As for those tests writing themselves, there are potential data sources that an AI could use. For example, if you’re developing using an approach such as behavior-driven development in a language like Cucumber, then it’s possible to imagine that you could use your BDD statements as input to train an AI on the expected behavior of an application, which it could then test.
Or, if you’re using a tool that tracks how users engage with a product, you could take that data and use it to create automated regression tests. But currently, these applications of AI for test automation are really in their infancy.
Implications for Automated Testing
Jackie King: So what’s your advice to someone who might be considering buying a test automation tool that claims it does AI?
Jon Reynolds: I’m going to go off on a little bit of a tangent here and bring up the latest Zillow problems that made major news. Briefly, for those who aren’t aware, Zillow used a machine learning algorithm called iBuying to predict home prices and make cash offers on homes, with the expectation of turning those homes for a profit. After having purchased over 9000 homes in the third quarter of 2021, Zillow’s executives came to the conclusion that the iBuying program put the company’s future at risk by over-valuing too many homes. There are various reports and comments by executives that they could tweak the algorithm and make some changes for the long run, but the executives were not willing to bet the stake of the company on the program.
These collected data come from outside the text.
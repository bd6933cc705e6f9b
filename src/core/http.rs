//! Blocking HTTP client shared by the feed fetchers.

use std::thread;
use std::time::Duration;

use reqwest::blocking::Client;
use url::Url;

use super::error::{FetchError, Result};
use crate::constants;

/// Builds the HTTP client used for every feed request.
///
/// # Errors
///
/// Returns an error if the TLS backend cannot be initialized.
pub fn build_client() -> Result<Client> {
    let client = Client::builder()
        .timeout(Duration::from_secs(constants::HTTP_TIMEOUT_SECS))
        .user_agent(format!("{}/{}", constants::APP_NAME, constants::APP_VERSION))
        .build()?;
    Ok(client)
}

/// Fetches `url` and returns the body as text.
///
/// # Errors
///
/// Returns [`FetchError::Status`] for non-2xx responses and
/// [`FetchError::EmptyBody`] when the server sends nothing.
pub fn get_text(client: &Client, url: &Url) -> Result<String> {
    tracing::debug!(%url, "GET");
    let response = client.get(url.as_str()).send()?;

    if !response.status().is_success() {
        return Err(FetchError::Status(response.status()));
    }

    let body = response.text()?;
    if body.trim().is_empty() {
        return Err(FetchError::EmptyBody);
    }
    Ok(body)
}

/// Runs `op` up to [`constants::RETRY_ATTEMPTS`] times, doubling the delay
/// after each retryable failure.
///
/// # Errors
///
/// Returns the last error once attempts are exhausted, or the first
/// non-retryable error immediately.
pub fn with_retry<T>(what: &str, mut op: impl FnMut() -> Result<T>) -> Result<T> {
    with_retry_delay(
        what,
        constants::RETRY_ATTEMPTS,
        Duration::from_millis(constants::RETRY_DELAY_MS),
        &mut op,
    )
}

fn with_retry_delay<T>(
    what: &str,
    attempts: u8,
    initial_delay: Duration,
    op: &mut impl FnMut() -> Result<T>,
) -> Result<T> {
    let mut delay = initial_delay;
    let mut attempt = 1;
    loop {
        match op() {
            Ok(value) => return Ok(value),
            Err(e) if e.is_retryable() && attempt < attempts => {
                tracing::warn!(attempt, error = %e, "{what} failed, retrying in {delay:?}");
                thread::sleep(delay);
                delay = delay.saturating_mul(2);
                attempt += 1;
            }
            Err(e) => return Err(e),
        }
    }
}
//! Footer widget with context-aware keybinding hints

use crate::app::App;
use crate::{constants, theme};
use ratatui::{
    layout::{Alignment, Constraint, Layout, Rect},
    style::{Color, Modifier, Style},
    text::{Line, Span},
    widgets::Paragraph,
    Frame,
};

/// Render dashboard footer with context-aware shortcuts
pub fn render(frame: &mut Frame, app: &App, area: Rect) {
    render_hints(frame, area, &hints_for(app));
}

/// Key hints for whatever view currently has focus.
fn hints_for(app: &App) -> Vec<(&'static str, &'static str)> {
    if app.action_menu.is_some() {
        return vec![("↑↓", "Move"), ("Enter", "Run"), ("Esc", "Close")];
    }

    if app.show_config {
        return vec![("↑↓", "Scroll"), ("g", "Top"), ("G", "End"), ("Esc", "Close")];
    }

    vec![
        ("↑↓", "Product"),
        ("Enter", "Open"),
        ("1-6", "Open #"),
        ("r", "Refresh"),
        ("x", "Actions"),
        ("c", "Config"),
        ("q", "Quit"),
    ]
}

fn render_hints(frame: &mut Frame, area: Rect, hints: &[(&str, &str)]) {
    let [hints_area, brand_area] =
        Layout::horizontal([Constraint::Min(0), Constraint::Length(16)]).areas(area);

    let mut hint_spans = vec![Span::raw(" ")];
    let mut current_width = 1;
    let max_width = usize::from(hints_area.width);

    for (i, (key, action)) in hints.iter().enumerate() {
        // " │ " separator precedes every hint but the first
        let sep_width = if i > 0 { 3 } else { 0 };
        let item_width = key.chars().count() + 1 + action.len() + sep_width;

        if current_width + item_width > max_width {
            break;
        }

        if i > 0 {
            hint_spans.push(Span::styled(
                " │ ",
                Style::default().fg(Color::Rgb(50, 50, 50)),
            ));
        }
        hint_spans.push(Span::styled(
            *key,
            Style::default()
                .fg(theme::ACCENT_PRIMARY)
                .add_modifier(Modifier::BOLD),
        ));
        hint_spans.push(Span::raw(" "));
        hint_spans.push(Span::styled(*action, Style::default().fg(Color::DarkGray)));

        current_width += item_width;
    }
    frame.render_widget(Paragraph::new(Line::from(hint_spans)), hints_area);

    let branding = Line::from(Span::styled(
        format!("{} v{} ", constants::APP_NAME, constants::APP_VERSION),
        Style::default().fg(theme::NORD_POLAR_NIGHT_4),
    ));
    frame.render_widget(
        Paragraph::new(branding).alignment(Alignment::Right),
        brand_area,
    );
}

#[cfg(test)]
mod tests {
    use super::*;
    use crate::config::Config;

    #[test]
    fn test_hints_follow_focus() {
        let mut app = App::new(Config::default(), std::path::PathBuf::from("/tmp"));
        assert!(hints_for(&app).contains(&("r", "Refresh")));

        app.show_config = true;
        assert!(hints_for(&app).contains(&("G", "End")));

        app.action_menu = Some(ratatui::widgets::ListState::default());
        assert_eq!(hints_for(&app)[1], ("Enter", "Run"));
    }
}
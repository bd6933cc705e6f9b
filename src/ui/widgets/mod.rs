pub mod footer;
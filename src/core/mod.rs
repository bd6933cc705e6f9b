//! Feed fetching, parsing and the product catalogue.

pub mod error;
pub mod feed;
pub mod http;
pub mod nbm;
pub mod products;
pub mod spc;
As a result, executives shut down the program at the beginning of November, laying off 25% of its workforce. Now, Zillow has a multi-billion dollar inventory of homes and a Business Insider report indicates that in Zillow’s 5 biggest markets, they are listing the majority of homes for less than their purchase price.
So, a lesson which can be learned from Zillow which can be applied to any tool, whether it is AI-based or not, is you have to evaluate what the tool is promising and ensure you will get what you paid for. Did the iBuying program offer Machine Learning? Of course it did. Was the algorithm good enough to meet Zillow’s needs? The results tell us “no.”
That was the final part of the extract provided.